London Bread & Cake uses about 500 tins a day for bread, ranging from 200g, 400g, 500g, 800g to 1,200g  or even 1,600g tins for special breads.

The business says it is unusual, as it has bespoke tins made for producing breakfast muffins and six-inch sub rolls to ensure products are baked to a precise size every time. 

“Over recent years we have used larger tins so the resulting bread piece is larger and, more importantly, is softer to the feel as there is more air in it,” says MD David Hall (pictured below).

London Bread & Cake does not buy new tins, instead purchasing tins at auction.

“There are so many auctions at the moment, with bakeries closing down, that we buy second-hand at a good price or sometimes even get given them free,” adds Hall.

The business does not usually recoat its tins, but gives away ones it has finished with to new artisan bakery start-ups or good causes such as charities starting bakeries in Africa.

“In the past, when we had tins coated we would have a few coated and trial them first to ensure the supplier did a good job, then we would go in with a larger order,” says Hall.

With regards to trays, the business is changing from iron to aluminium or stainless steel as it finds these are easier to clean. It is also increasingly using stainless steel racks as it feels these are better in terms of food safety and hygiene, and more cost-effective in the long term.
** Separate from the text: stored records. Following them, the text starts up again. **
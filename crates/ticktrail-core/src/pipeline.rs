//! Pipeline wiring: stages, channels, and shutdown.
//!
//! ```text
//! UDP ingress --raw queue--> decode (N workers, ordered) --events-->
//!     batch assembler --batches--> committer (compile + orchestrator)
//! ```
//!
//! Every stage is its own task and owns its receiving end. A stage stops
//! when its input closes and drops its output on the way out, so one
//! shutdown request at the ingress ripples down the chain: queued datagrams
//! are decoded, the open batch is drained, and the committer finishes the
//! remaining batches. [`RunningPipeline::shutdown`] waits for that up to the
//! grace period and then abandons whatever is still in flight.
//!
//! Two side tasks run alongside: the throughput reporter and the periodic
//! threading catch-up.

use std::io;
use std::net::SocketAddr;
use std::sync::Arc;
use std::time::Duration;

use futures::StreamExt;
use ticktrail_types::TelemetryEvent;
use tokio::sync::mpsc;
use tokio::task::JoinHandle;
use tracing::{error, info, warn};

use crate::batch::{Batch, BatchAssembler};
use crate::compiler::compile;
use crate::config::{ConfigError, IngestConfig};
use crate::decoder::{Decoder, DecoderOptions, Rejection};
use crate::gateway::StoreGateway;
use crate::ingress::Ingress;
use crate::metrics::{MetricsSnapshot, PipelineMetrics};
use crate::orchestrator::WriteOrchestrator;
use crate::shutdown::ShutdownSignal;

/// Closed batches waiting for the committer.
const BATCH_QUEUE_DEPTH: usize = 4;

/// Errors that prevent the pipeline from starting.
#[derive(Debug, thiserror::Error)]
pub enum PipelineError {
    /// The configuration is unusable.
    #[error(transparent)]
    Config(#[from] ConfigError),

    /// The telemetry socket could not be bound.
    #[error("failed to bind telemetry ingress on {addr}: {source}")]
    Bind {
        /// The address requested.
        addr: SocketAddr,
        /// The underlying I/O error.
        source: io::Error,
    },
}

/// How shutdown ended.
#[derive(Debug, Clone, Copy, PartialEq, Eq)]
pub enum ShutdownOutcome {
    /// Every queued datagram and batch was processed.
    Drained,
    /// The grace period elapsed; in-flight work was abandoned.
    Abandoned,
}

/// Final state reported by [`RunningPipeline::shutdown`].
#[derive(Debug, Clone, Copy, PartialEq, Eq)]
pub struct ShutdownReport {
    /// Whether the drain completed in time.
    pub outcome: ShutdownOutcome,
    /// Counters at the moment shutdown finished.
    pub metrics: MetricsSnapshot,
}

/// A started pipeline.
#[derive(Debug)]
pub struct RunningPipeline {
    local_addr: SocketAddr,
    grace_period: Duration,
    metrics: Arc<PipelineMetrics>,
    shutdown: Arc<ShutdownSignal>,
    stages: Vec<JoinHandle<()>>,
    side_tasks: Vec<JoinHandle<()>>,
}

/// Bind the ingress and start every stage.
///
/// # Errors
///
/// Returns [`PipelineError::Config`] if the ingress address is invalid
/// or [`PipelineError::Bind`] if it cannot be bound.
pub async fn start<G>(config: &IngestConfig, gateway: Arc<G>) -> Result<RunningPipeline, PipelineError>
where
    G: StoreGateway + 'static,
{
    let addr = config.ingress.bind_addr()?;
    let ingress = Ingress::bind(addr, config.ingress.max_datagram_bytes)
        .await
        .map_err(|source| PipelineError::Bind { addr, source })?;
    let local_addr = ingress
        .local_addr()
        .map_err(|source| PipelineError::Bind { addr, source })?;

    let metrics = Arc::new(PipelineMetrics::new());
    let shutdown = Arc::new(ShutdownSignal::new());
    let orchestrator = Arc::new(WriteOrchestrator::new(
        gateway,
        config.retry.policy(),
        config.store.operation_timeout(),
        Arc::clone(&metrics),
    ));
    let decoder = Decoder::new(DecoderOptions {
        target_position: config.decoder.target_position,
    });

    let (raw_tx, raw_rx) = mpsc::channel(config.ingress.queue_depth.max(1));
    let (event_tx, event_rx) = mpsc::channel(config.batch.max_size.max(1));
    let (batch_tx, batch_rx) = mpsc::channel(BATCH_QUEUE_DEPTH);

    let stages = vec![
        tokio::spawn(ingress.run(raw_tx, Arc::clone(&metrics), Arc::clone(&shutdown))),
        tokio::spawn(decode_stage(
            raw_rx,
            event_tx,
            decoder,
            config.decoder.workers,
            Arc::clone(&metrics),
        )),
        tokio::spawn(BatchAssembler::from_config(&config.batch).run(event_rx, batch_tx)),
        tokio::spawn(commit_stage(batch_rx, Arc::clone(&orchestrator))),
    ];

    let mut side_tasks = vec![tokio::spawn(
        Arc::clone(&metrics).report_periodically(
            config.logging.report_interval(),
            Arc::clone(&shutdown),
        ),
    )];
    if let Some(every) = config.threading.catchup_interval() {
        side_tasks.push(tokio::spawn(catchup_stage(
            orchestrator,
            every,
            Arc::clone(&shutdown),
        )));
    }

    info!(
        addr = %local_addr,
        batch_size = config.batch.max_size,
        batch_wait_ms = config.batch.max_wait_ms,
        decoder_workers = config.decoder.workers,
        queue_depth = config.ingress.queue_depth,
        "ingestion pipeline started"
    );

    Ok(RunningPipeline {
        local_addr,
        grace_period: config.shutdown.grace_period(),
        metrics,
        shutdown,
        stages,
        side_tasks,
    })
}

impl RunningPipeline {
    /// The bound ingress address.
    pub const fn local_addr(&self) -> SocketAddr {
        self.local_addr
    }

    /// Shared throughput counters.
    pub const fn metrics(&self) -> &Arc<PipelineMetrics> {
        &self.metrics
    }

    /// The shutdown signal, for wiring to OS signals.
    pub fn shutdown_signal(&self) -> Arc<ShutdownSignal> {
        Arc::clone(&self.shutdown)
    }

    /// Stop receiving, drain, and wait up to the grace period.
    pub async fn shutdown(self) -> ShutdownReport {
        info!(
            grace_period_ms = u64::try_from(self.grace_period.as_millis()).unwrap_or(u64::MAX),
            "pipeline shutting down"
        );
        self.shutdown.request();

        let aborters: Vec<_> = self.stages.iter().map(JoinHandle::abort_handle).collect();
        let drained = tokio::time::timeout(
            self.grace_period,
            futures::future::join_all(self.stages),
        )
        .await;

        let outcome = match drained {
            Ok(results) => {
                for result in results {
                    if let Err(e) = result {
                        error!(error = %e, "pipeline stage panicked");
                    }
                }
                ShutdownOutcome::Drained
            }
            Err(_elapsed) => {
                warn!("grace period elapsed, abandoning in-flight batches");
                for aborter in aborters {
                    aborter.abort();
                }
                ShutdownOutcome::Abandoned
            }
        };

        for task in self.side_tasks {
            task.abort();
        }

        self.metrics.report();
        ShutdownReport {
            outcome,
            metrics: self.metrics.snapshot(),
        }
    }
}

/// Decode datagrams on up to `workers` tasks, re-joined in arrival order.
async fn decode_stage(
    raw: mpsc::Receiver<Vec<u8>>,
    events: mpsc::Sender<TelemetryEvent>,
    decoder: Decoder,
    workers: usize,
    metrics: Arc<PipelineMetrics>,
) {
    let payloads = futures::stream::unfold(raw, |mut raw| async move {
        raw.recv().await.map(|payload| (payload, raw))
    });
    let decoded = payloads
        .map(|payload| tokio::spawn(async move { decoder.decode(&payload) }))
        .buffered(workers.max(1));
    tokio::pin!(decoded);

    while let Some(joined) = decoded.next().await {
        match joined {
            Ok(Ok(event)) => {
                metrics.record_decoded();
                if events.send(event).await.is_err() {
                    warn!("event queue closed, decoder stopping");
                    return;
                }
            }
            Ok(Err(Rejection { reason, payload })) => {
                metrics.record_rejected();
                warn!(reason = %reason, payload = %payload, "telemetry record rejected");
            }
            Err(e) => {
                metrics.record_rejected();
                error!(error = %e, "decode task failed");
            }
        }
    }
}

/// Compile and commit batches one at a time.
async fn commit_stage<G: StoreGateway>(
    mut batches: mpsc::Receiver<Batch>,
    orchestrator: Arc<WriteOrchestrator<G>>,
) {
    while let Some(batch) = batches.recv().await {
        let Some(compiled) = compile(&batch) else {
            continue;
        };
        if let Err(e) = orchestrator.commit(&compiled).await {
            error!(
                batch_id = %batch.id,
                events = batch.len(),
                reason = %batch.reason,
                error = %e,
                "batch abandoned"
            );
        }
    }
}

/// Re-run threading on a timer to pick up anything a failed pass missed.
async fn catchup_stage<G: StoreGateway>(
    orchestrator: Arc<WriteOrchestrator<G>>,
    every: Duration,
    shutdown: Arc<ShutdownSignal>,
) {
    let mut ticker = tokio::time::interval(every);
    ticker.set_missed_tick_behavior(tokio::time::MissedTickBehavior::Delay);
    ticker.tick().await;
    loop {
        tokio::select! {
            _ = ticker.tick() => {
                if let Err(e) = orchestrator.run_threading().await {
                    warn!(error = %e, "threading catch-up failed");
                }
            }
            () = shutdown.wait() => return,
        }
    }
}

#[cfg(test)]
#[allow(clippy::unwrap_used)]
mod tests {
    use super::*;

    fn record(counter: u64) -> Vec<u8> {
        format!(
            r#"{{"session":"abc","counter":{counter},"type":"move","frame":{{"tic":{counter}}},"actor":{{"id":1,"type":"player","position":{{"subsector":1}}}}}}"#
        )
        .into_bytes()
    }

    #[tokio::test]
    async fn decode_stage_keeps_arrival_order_across_workers() {
        let (raw_tx, raw_rx) = mpsc::channel(64);
        let (events_tx, mut events_rx) = mpsc::channel(64);
        let metrics = Arc::new(PipelineMetrics::new());

        for counter in [5, 3, 9, 1] {
            raw_tx.send(record(counter)).await.unwrap();
        }
        raw_tx.send(b"{not json".to_vec()).await.unwrap();
        raw_tx.send(record(7)).await.unwrap();
        drop(raw_tx);

        decode_stage(raw_rx, events_tx, Decoder::default(), 4, Arc::clone(&metrics)).await;

        let mut counters = Vec::new();
        while let Some(event) = events_rx.recv().await {
            counters.push(event.counter);
        }
        assert_eq!(counters, vec![5, 3, 9, 1, 7]);
        let snapshot = metrics.snapshot();
        assert_eq!(snapshot.decoded, 5);
        assert_eq!(snapshot.rejected, 1);
    }

    #[tokio::test]
    async fn decode_stage_stops_when_events_are_unwanted() {
        let (raw_tx, raw_rx) = mpsc::channel(8);
        let (events_tx, events_rx) = mpsc::channel(1);
        drop(events_rx);
        raw_tx.send(record(1)).await.unwrap();
        raw_tx.send(record(2)).await.unwrap();

        // Returns while the raw sender is still open, releasing the queue.
        decode_stage(raw_rx, events_tx, Decoder::default(), 1, Arc::new(PipelineMetrics::new()))
            .await;
        assert!(raw_tx.is_closed());
    }
}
“We use silicone paper, rather than mats as these are easier to clean, and better for food safety,” adds Hall. “We normally get three uses on a roll then, for the final use, bake Danish pastries or cakes where the paper gets fondant on and cannot be reused.”

Letting go

The use of release agents can help maintain the life of tins, and ensure consistency of products, say suppliers.
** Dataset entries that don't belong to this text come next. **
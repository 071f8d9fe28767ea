//! Enumeration types carried by telemetry records.
//!
//! Wire names are `snake_case` and matched case-insensitively on decode.

use serde::{Deserialize, Serialize};

// ---------------------------------------------------------------------------
// Event types
// ---------------------------------------------------------------------------

/// The kind of occurrence a telemetry record describes.
#[derive(Debug, Clone, Copy, PartialEq, Eq, PartialOrd, Ord, Hash, Serialize, Deserialize)]
#[serde(rename_all = "snake_case")]
pub enum EventType {
    /// A level was entered.
    StartLevel,
    /// A level was completed or abandoned.
    EndLevel,
    /// An actor acquired a target.
    Targeted,
    /// An actor killed its target.
    Killed,
    /// An actor attacked its target.
    Attacked,
    /// An actor retaliated against an attacker.
    CounterAttacked,
    /// An actor was hit.
    Hit,
    /// Armor was picked up.
    PickupArmor,
    /// Health was picked up.
    PickupHealth,
    /// A weapon was picked up.
    PickupWeapon,
    /// A key card was picked up.
    PickupCard,
    /// An armor bonus was picked up.
    ArmorBonus,
    /// A health bonus was picked up.
    HealthBonus,
    /// An actor entered a sector.
    EnterSector,
    /// An actor entered a subsector.
    EnterSubsector,
    /// An actor moved.
    Move,
}

impl EventType {
    /// Every known event type, in declaration order.
    pub const ALL: [Self; 16] = [
        Self::StartLevel,
        Self::EndLevel,
        Self::Targeted,
        Self::Killed,
        Self::Attacked,
        Self::CounterAttacked,
        Self::Hit,
        Self::PickupArmor,
        Self::PickupHealth,
        Self::PickupWeapon,
        Self::PickupCard,
        Self::ArmorBonus,
        Self::HealthBonus,
        Self::EnterSector,
        Self::EnterSubsector,
        Self::Move,
    ];

    /// The wire and storage name of this event type.
    pub const fn as_str(self) -> &'static str {
        match self {
            Self::StartLevel => "start_level",
            Self::EndLevel => "end_level",
            Self::Targeted => "targeted",
            Self::Killed => "killed",
            Self::Attacked => "attacked",
            Self::CounterAttacked => "counter_attacked",
            Self::Hit => "hit",
            Self::PickupArmor => "pickup_armor",
            Self::PickupHealth => "pickup_health",
            Self::PickupWeapon => "pickup_weapon",
            Self::PickupCard => "pickup_card",
            Self::ArmorBonus => "armor_bonus",
            Self::HealthBonus => "health_bonus",
            Self::EnterSector => "enter_sector",
            Self::EnterSubsector => "enter_subsector",
            Self::Move => "move",
        }
    }

    /// Look up an event type by name, ignoring ASCII case.
    pub fn parse(name: &str) -> Option<Self> {
        Self::ALL
            .into_iter()
            .find(|candidate| candidate.as_str().eq_ignore_ascii_case(name.trim()))
    }
}

impl core::fmt::Display for EventType {
    fn fmt(&self, f: &mut core::fmt::Formatter<'_>) -> core::fmt::Result {
        f.write_str(self.as_str())
    }
}

// ---------------------------------------------------------------------------
// Actor kinds
// ---------------------------------------------------------------------------

/// What kind of simulation entity an actor is.
///
/// Everything other than [`ActorKind::Player`] is classified as an enemy.
#[derive(Debug, Clone, Copy, PartialEq, Eq, PartialOrd, Ord, Hash, Serialize, Deserialize)]
#[serde(rename_all = "snake_case")]
pub enum ActorKind {
    /// A human-controlled player.
    Player,
    /// Zombieman.
    Soldier,
    /// Shotgun guy.
    ShotgunSoldier,
    /// Pinky demon.
    Demon,
    /// Invisible demon.
    Spectre,
    /// Imp.
    Imp,
    /// Imp projectile.
    ImpFireball,
    /// Revenant.
    Undead,
    /// Lost soul.
    LostSoul,
    /// Cacodemon.
    Cacodemon,
    /// Cacodemon projectile.
    CacodemonFireball,
    /// Baron of Hell.
    BaronOfHell,
    /// Baron projectile.
    BaronFireball,
    /// Exploding barrel.
    Barrel,
    /// Rocket projectile.
    Rocket,
    /// Plasma projectile.
    Plasma,
    /// Any kind the decoder does not recognize.
    UnknownEnemy,
}

impl ActorKind {
    /// Every known actor kind, in declaration order.
    pub const ALL: [Self; 17] = [
        Self::Player,
        Self::Soldier,
        Self::ShotgunSoldier,
        Self::Demon,
        Self::Spectre,
        Self::Imp,
        Self::ImpFireball,
        Self::Undead,
        Self::LostSoul,
        Self::Cacodemon,
        Self::CacodemonFireball,
        Self::BaronOfHell,
        Self::BaronFireball,
        Self::Barrel,
        Self::Rocket,
        Self::Plasma,
        Self::UnknownEnemy,
    ];

    /// The wire and storage name of this actor kind.
    pub const fn as_str(self) -> &'static str {
        match self {
            Self::Player => "player",
            Self::Soldier => "soldier",
            Self::ShotgunSoldier => "shotgun_soldier",
            Self::Demon => "demon",
            Self::Spectre => "spectre",
            Self::Imp => "imp",
            Self::ImpFireball => "imp_fireball",
            Self::Undead => "undead",
            Self::LostSoul => "lost_soul",
            Self::Cacodemon => "cacodemon",
            Self::CacodemonFireball => "cacodemon_fireball",
            Self::BaronOfHell => "baron_of_hell",
            Self::BaronFireball => "baron_fireball",
            Self::Barrel => "barrel",
            Self::Rocket => "rocket",
            Self::Plasma => "plasma",
            Self::UnknownEnemy => "unknown_enemy",
        }
    }

    /// Look up an actor kind by name, ignoring ASCII case. Unknown names
    /// map to [`ActorKind::UnknownEnemy`].
    pub fn parse_lenient(name: &str) -> Self {
        Self::ALL
            .into_iter()
            .find(|candidate| candidate.as_str().eq_ignore_ascii_case(name.trim()))
            .unwrap_or(Self::UnknownEnemy)
    }

    /// Whether this actor is a player.
    pub const fn is_player(self) -> bool {
        matches!(self, Self::Player)
    }
}

impl core::fmt::Display for ActorKind {
    fn fmt(&self, f: &mut core::fmt::Formatter<'_>) -> core::fmt::Result {
        f.write_str(self.as_str())
    }
}

// ---------------------------------------------------------------------------
// Roles
// ---------------------------------------------------------------------------

/// The slot an actor fills in an event.
#[derive(Debug, Clone, Copy, PartialEq, Eq, PartialOrd, Ord, Hash, Serialize, Deserialize)]
#[serde(rename_all = "snake_case")]
pub enum Role {
    /// The acting actor.
    Actor,
    /// The targeted actor.
    Target,
}

impl core::fmt::Display for Role {
    fn fmt(&self, f: &mut core::fmt::Formatter<'_>) -> core::fmt::Result {
        match self {
            Self::Actor => f.write_str("actor"),
            Self::Target => f.write_str("target"),
        }
    }
}

#[cfg(test)]
mod tests {
    use super::*;

    #[test]
    fn event_type_parse_is_case_insensitive() {
        assert_eq!(EventType::parse("TARGETED"), Some(EventType::Targeted));
        assert_eq!(EventType::parse("Counter_Attacked"), Some(EventType::CounterAttacked));
        assert_eq!(EventType::parse("teleported"), None);
    }

    #[test]
    fn event_type_names_roundtrip() {
        for event_type in EventType::ALL {
            assert_eq!(EventType::parse(event_type.as_str()), Some(event_type));
        }
    }

    #[test]
    fn actor_kind_unknown_falls_back() {
        assert_eq!(ActorKind::parse_lenient("Barrel"), ActorKind::Barrel);
        assert_eq!(ActorKind::parse_lenient("cyberdemon"), ActorKind::UnknownEnemy);
        assert!(ActorKind::Player.is_player());
        assert!(!ActorKind::Imp.is_player());
    }

    #[test]
    fn serde_uses_wire_names() {
        let json = serde_json::to_string(&EventType::PickupCard).unwrap_or_default();
        assert_eq!(json, "\"pickup_card\"");
        let kind: ActorKind = serde_json::from_str("\"lost_soul\"").unwrap_or(ActorKind::Player);
        assert_eq!(kind, ActorKind::LostSoul);
    }
}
Bakels, for example, suggests its Tincol reduces problems caused to tins by carbonisation, rust and steam, giving protection and longer life to tins and trays. Most importantly, it provides a clean non-stick release of baked goods.

Lewis Davage, head of R&D and quality at Zeelandia, comments that it is not just the tins that are getting more advanced, grease and release agents are too.

Initially based on fats or oils such as lard, butter or oil, grease agents have evolved. More recently, driven by ‘cleaner’ food trends, allergen-free, more functional products have been developed.